TASK: Review the material line by line. Identify and copy every line that contains the string "subject".

____ RECORDS FOR THE TASK

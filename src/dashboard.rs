//! Display values derived from a prediction. Nothing here is stored; the view is
//! rebuilt from the current result on every frame.

use crate::result::{PredictionResult, RiskLevel};

pub const MAX_INSIGHTS: usize = 3;
const DEFAULT_MOMENTUM: f64 = 50.0;
const MILESTONE_DIVISOR: f64 = 1.5;

#[derive(Debug, Clone, Copy, PartialEq, Eq)]
pub enum CardTone {
    Runs,
    Tempo,
    Threat,
    Calm,
    Hot,
}

#[derive(Debug, Clone, PartialEq)]
pub struct StatCard {
    pub label: &'static str,
    pub value: String,
    pub sub: String,
    pub tone: CardTone,
}

#[derive(Debug, Clone, PartialEq)]
pub struct TrajectoryPoint {
    pub phase: String,
    pub x: f64,
    pub runs: f64,
}

#[derive(Debug, Clone, PartialEq)]
pub struct MilestoneBar {
    pub label: &'static str,
    /// Bar width in percent; the probability exactly as the model reported it.
    pub percent: f64,
}

#[derive(Debug, Clone, PartialEq)]
pub struct RadarAxis {
    pub subject: &'static str,
    pub value: f64,
}

#[derive(Debug, Clone, PartialEq)]
pub struct DashboardView {
    pub player_name: String,
    pub cards: [StatCard; 4],
    pub trajectory: Vec<TrajectoryPoint>,
    pub milestones: [MilestoneBar; 3],
    pub radar: [RadarAxis; 5],
    pub insights: Vec<String>,
    pub technical_advice: String,
}

impl DashboardView {
    pub fn build(result: &PredictionResult, player_name: &str) -> Self {
        Self {
            player_name: player_name.to_string(),
            cards: summary_cards(result),
            trajectory: trajectory(result),
            milestones: milestone_bars(result),
            radar: radar_axes(result),
            insights: visible_insights(result),
            technical_advice: result.technical_advice.clone(),
        }
    }

    /// Upper bound for the trajectory y-axis, with a little headroom.
    pub fn trajectory_ceiling(&self) -> f64 {
        let peak = self
            .trajectory
            .iter()
            .map(|p| p.runs)
            .fold(0.0_f64, f64::max);
        if peak <= 0.0 { 10.0 } else { (peak * 1.2).ceil() }
    }
}

pub fn aggression_score(risk: RiskLevel) -> f64 {
    match risk {
        RiskLevel::Low => 30.0,
        RiskLevel::Medium => 65.0,
        RiskLevel::High => 90.0,
    }
}

pub fn momentum_score(result: &PredictionResult) -> f64 {
    match result.phased_analysis.first() {
        Some(phase) if phase.intensity != 0.0 => phase.intensity,
        _ => DEFAULT_MOMENTUM,
    }
}

pub fn milestones_score(result: &PredictionResult) -> f64 {
    (result.probability_of_thirty + result.probability_of_fifty) / MILESTONE_DIVISOR
}

pub fn summary_cards(result: &PredictionResult) -> [StatCard; 4] {
    let runs = result.expected_runs;
    [
        StatCard {
            label: "Avg Projection",
            value: format_number(runs.avg),
            sub: format!("{}-{} Range", format_number(runs.min), format_number(runs.max)),
            tone: CardTone::Runs,
        },
        StatCard {
            label: "Strike Rate",
            value: format_number(result.strike_rate),
            sub: "Projected Tempo".to_string(),
            tone: CardTone::Tempo,
        },
        StatCard {
            label: "Primary Threat",
            value: result.primary_threat.clone(),
            sub: "Dangerous Matchup".to_string(),
            tone: CardTone::Threat,
        },
        StatCard {
            label: "Risk Rating",
            value: result.risk_level.label().to_string(),
            sub: "Batting Approach".to_string(),
            tone: if result.risk_level == RiskLevel::High {
                CardTone::Hot
            } else {
                CardTone::Calm
            },
        },
    ]
}

pub fn trajectory(result: &PredictionResult) -> Vec<TrajectoryPoint> {
    result
        .phased_analysis
        .iter()
        .enumerate()
        .map(|(idx, phase)| TrajectoryPoint {
            phase: phase.phase.clone(),
            x: idx as f64,
            runs: phase.expected_runs,
        })
        .collect()
}

pub fn milestone_bars(result: &PredictionResult) -> [MilestoneBar; 3] {
    [
        MilestoneBar {
            label: "30+",
            percent: result.probability_of_thirty,
        },
        MilestoneBar {
            label: "50+",
            percent: result.probability_of_fifty,
        },
        MilestoneBar {
            label: "100+",
            percent: result.probability_of_hundred,
        },
    ]
}

pub fn radar_axes(result: &PredictionResult) -> [RadarAxis; 5] {
    [
        RadarAxis {
            subject: "Vs Pace",
            value: result.performance_against_pace,
        },
        RadarAxis {
            subject: "Vs Spin",
            value: result.performance_against_spin,
        },
        RadarAxis {
            subject: "Aggression",
            value: aggression_score(result.risk_level),
        },
        RadarAxis {
            subject: "Momentum",
            value: momentum_score(result),
        },
        RadarAxis {
            subject: "Milestones",
            value: milestones_score(result),
        },
    ]
}

pub fn visible_insights(result: &PredictionResult) -> Vec<String> {
    result
        .key_insights
        .iter()
        .take(MAX_INSIGHTS)
        .cloned()
        .collect()
}

/// Whole numbers without a trailing `.0`, everything else to one decimal.
pub fn format_number(value: f64) -> String {
    if value.fract() == 0.0 && value.abs() < 1e15 {
        format!("{}", value as i64)
    } else {
        format!("{value:.1}")
    }
}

________

ANSWER SECTION:
    pub subject: &'static str,
            subject: "Vs Pace",
            subject: "Vs Spin",
            subject: "Aggression",
            subject: "Momentum",
            subject: "Milestones",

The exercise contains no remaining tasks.